The binomial asset pricing model of Cox, Ross and Rubinstein (CRR) is extensively used for the valuation of options. The CRR model is a discrete analog of the Black–Scholes–Merton (BSM) model. The 2008 credit crisis exposed the shortcomings of the oversimplified assumptions of the BSM model. Burgard and Kjaer extended the BSM model to include adjustments such as a credit value adjustment (CVA), a debit value adjustment (DVA) and a funding value adjustment (FVA). The aim of this paper is to extend the CRR model to include CVA, DVA and FVA and to prove that this extended CRR model coincides with the model that results from discretising the Burgard and Kjaer model.
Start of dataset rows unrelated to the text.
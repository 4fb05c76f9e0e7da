//! Diagnostic facility for lint findings
//!
//! Lint findings are values, not control-flow errors: a run collects every
//! diagnostic it can and reports them together. Each kind maps to a stable
//! code that can be used for programmatic handling, testing, and the JSON
//! report surface.

use serde::{Deserialize, Serialize};

/// Severity of a diagnostic
///
/// Warnings never fail a run on their own (unless promoted by `--strict`);
/// errors produce a nonzero exit code.
#[derive(Debug, Clone, Copy, PartialEq, Eq, PartialOrd, Ord, Serialize, Deserialize)]
#[serde(rename_all = "lowercase")]
pub enum Severity {
    Warning,
    Error,
}

/// Canonical diagnostic kind taxonomy
///
/// Each kind maps to a stable code via [`DiagnosticKind::code`]. Warning
/// kinds are prefixed `W_`, error kinds `E_`.
#[derive(Debug, Clone, Copy, PartialEq, Eq, Serialize, Deserialize)]
pub enum DiagnosticKind {
    // Section schema (structural; warnings)
    MissingSection,
    OutOfOrderSection,
    DuplicateSection,
    EmptySection,

    // Corpus loading (structural; warnings)
    UnreadableFile,
    MissingTitle,

    // Snippet checking
    SnippetMismatch,
    SnippetEngineError,
    SnippetSkipped,

    // Table of contents (errors)
    DuplicateAnchor,
    MissingFile,
    StaleIndex,
}

impl DiagnosticKind {
    /// Get the stable code for this kind
    pub fn code(&self) -> &'static str {
        match self {
            DiagnosticKind::MissingSection => "W_MISSING_SECTION",
            DiagnosticKind::OutOfOrderSection => "W_OUT_OF_ORDER_SECTION",
            DiagnosticKind::DuplicateSection => "W_DUPLICATE_SECTION",
            DiagnosticKind::EmptySection => "W_EMPTY_SECTION",
            DiagnosticKind::UnreadableFile => "W_UNREADABLE_FILE",
            DiagnosticKind::MissingTitle => "W_MISSING_TITLE",
            DiagnosticKind::SnippetMismatch => "E_SNIPPET_MISMATCH",
            DiagnosticKind::SnippetEngineError => "W_SNIPPET_ENGINE_ERROR",
            DiagnosticKind::SnippetSkipped => "W_SNIPPET_SKIPPED",
            DiagnosticKind::DuplicateAnchor => "E_DUPLICATE_ANCHOR",
            DiagnosticKind::MissingFile => "E_MISSING_FILE",
            DiagnosticKind::StaleIndex => "E_STALE_INDEX",
        }
    }

    /// Default severity for this kind
    pub fn default_severity(&self) -> Severity {
        match self {
            DiagnosticKind::SnippetMismatch
            | DiagnosticKind::DuplicateAnchor
            | DiagnosticKind::MissingFile
            | DiagnosticKind::StaleIndex => Severity::Error,
            _ => Severity::Warning,
        }
    }
}

/// A single lint finding with file/line context
///
/// Constructed with builder-style `with_*` methods so call sites only
/// attach the context they actually have.
#[derive(Debug, Clone, PartialEq, Serialize, Deserialize)]
pub struct Diagnostic {
    kind: DiagnosticKind,
    severity: Severity,
    message: String,
    path: Option<String>,
    line: Option<usize>,
    section: Option<String>,
    snippet_index: Option<usize>,
}

impl Diagnostic {
    /// Create a new diagnostic of the given kind at its default severity
    pub fn new(kind: DiagnosticKind) -> Self {
        Self {
            kind,
            severity: kind.default_severity(),
            message: String::new(),
            path: None,
            line: None,
            section: None,
            snippet_index: None,
        }
    }

    /// Add a human-readable message
    pub fn with_message(mut self, message: impl Into<String>) -> Self {
        self.message = message.into();
        self
    }

    /// Add the document path the finding belongs to
    pub fn with_path(mut self, path: impl Into<String>) -> Self {
        self.path = Some(path.into());
        self
    }

    /// Add a 1-based line number
    pub fn with_line(mut self, line: usize) -> Self {
        self.line = Some(line);
        self
    }

    /// Add the section label the finding refers to
    pub fn with_section(mut self, section: impl Into<String>) -> Self {
        self.section = Some(section.into());
        self
    }

    /// Add the index of the snippet within its document
    pub fn with_snippet(mut self, index: usize) -> Self {
        self.snippet_index = Some(index);
        self
    }

    /// Promote this diagnostic to error severity (strict mode)
    pub fn promoted(mut self) -> Self {
        self.severity = Severity::Error;
        self
    }

    /// Get the diagnostic kind
    pub fn kind(&self) -> DiagnosticKind {
        self.kind
    }

    /// Get the stable code
    pub fn code(&self) -> &'static str {
        self.kind.code()
    }

    /// Get the severity
    pub fn severity(&self) -> Severity {
        self.severity
    }

    /// Get the message
    pub fn message(&self) -> &str {
        &self.message
    }

    /// Get the document path, if any
    pub fn path(&self) -> Option<&str> {
        self.path.as_deref()
    }

    /// Get the line number, if any
    pub fn line(&self) -> Option<usize> {
        self.line
    }

    /// Get the section label, if any
    pub fn section(&self) -> Option<&str> {
        self.section.as_deref()
    }

    /// Get the snippet index, if any
    pub fn snippet_index(&self) -> Option<usize> {
        self.snippet_index
    }
}

impl std::fmt::Display for Diagnostic {
    fn fmt(&self, f: &mut std::fmt::Formatter<'_>) -> std::fmt::Result {
        let severity = match self.severity {
            Severity::Warning => "warning",
            Severity::Error => "error",
        };
        write!(f, "{}[{}]", severity, self.code())?;
        if let Some(path) = &self.path {
            write!(f, " {}", path)?;
            if let Some(line) = self.line {
                write!(f, ":{}", line)?;
            }
        }
        if !self.message.is_empty() {
            write!(f, ": {}", self.message)?;
        }
        if let Some(section) = &self.section {
            write!(f, " (section: {})", section)?;
        }
        if let Some(index) = self.snippet_index {
            write!(f, " (snippet #{})", index)?;
        }
        Ok(())
    }
}
//! Corpus loading
//!
//! Reads every discovered markdown file into a Document. A file that
//! cannot be read is reported as a diagnostic and skipped; the remainder
//! of the corpus still loads, because one bad file must not block the run.

use std::path::{Path, PathBuf};
use std::time::Instant;

use studymark_core::config::LintConfig;
use studymark_core::diagnostics::{Diagnostic, DiagnosticKind};
use studymark_core::errors::Result;
use studymark_core::model::Document;
use studymark_core::{log_op_end, log_op_start};

use crate::discovery::discover_markdown_files;
use crate::parse::parse_document;

/// A loaded corpus: the documents plus any load-time diagnostics
#[derive(Debug, Clone)]
pub struct Corpus {
    pub root: PathBuf,
    pub documents: Vec<Document>,
    pub diagnostics: Vec<Diagnostic>,
}

impl Corpus {
    /// Number of successfully loaded documents
    pub fn len(&self) -> usize {
        self.documents.len()
    }

    pub fn is_empty(&self) -> bool {
        self.documents.is_empty()
    }
}

/// Load every markdown document under a corpus root
///
/// Only a missing root is fatal. Unreadable files become
/// `W_UNREADABLE_FILE` diagnostics on the returned corpus.
pub fn load_corpus(root: &Path, config: &LintConfig) -> Result<Corpus> {
    let started = Instant::now();
    log_op_start!("load_corpus");

    let files = discover_markdown_files(root, &config.index)?;

    let mut documents = Vec::new();
    let mut diagnostics = Vec::new();

    for relative in files {
        let absolute = root.join(&relative);
        match std::fs::read_to_string(&absolute) {
            Ok(text) => {
                documents.push(parse_document(relative, &text));
            }
            Err(err) => {
                diagnostics.push(
                    Diagnostic::new(DiagnosticKind::UnreadableFile)
                        .with_path(relative.to_string_lossy())
                        .with_message(format!("could not read file: {}", err)),
                );
            }
        }
    }

    log_op_end!(
        "load_corpus",
        duration_ms = started.elapsed().as_millis() as u64,
        doc_count = documents.len()
    );

    Ok(Corpus {
        root: root.to_path_buf(),
        documents,
        diagnostics,
    })
}
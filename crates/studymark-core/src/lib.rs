//! Studymark Core - Document template model and lint rules
//!
//! This crate provides the foundational data structures and operations for
//! studymark, including:
//! - Document, Section, and SnippetBlock models for concept-explainer articles
//! - The canonical eight-part section schema and its ordering rules
//! - Structural validation producing diagnostics (never hard failures)
//! - Table of contents building, parsing, and Markdown rendering
//! - Report aggregation for the CLI and JSON output
//! - Lint configuration loaded from `studymark.toml`

pub mod config;
pub mod diagnostics;
pub mod errors;
pub mod logging_facility;
pub mod model;
pub mod render;
pub mod report;
pub mod rules;
pub mod toc;

// Re-export commonly used types
pub use config::LintConfig;
pub use diagnostics::{Diagnostic, DiagnosticKind, Severity};
pub use errors::{Result, StudymarkError};
pub use model::{Document, Section, SectionKind, SnippetBlock, Toc, TocEntry, TocPart};
pub use report::Report;
pub mod structure;
pub mod validation;

pub use validation::{validate_corpus, validate_document};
Our results are numerically implemented and we also show that as the number of time-steps increase in the derived tree structure model, the model converges to the model developed by Burgard and Kjaer.

Suggested Citation

  • Hunzinger, Chadd B. & Labuschagne, Coenraad C.A., 2014. "The Cox, Ross and Rubinstein tree model which includes counterparty credit risk and funding costs," The North American Journal of Economics and Finance, Elsevier, vol. 29(C), pages 200-217.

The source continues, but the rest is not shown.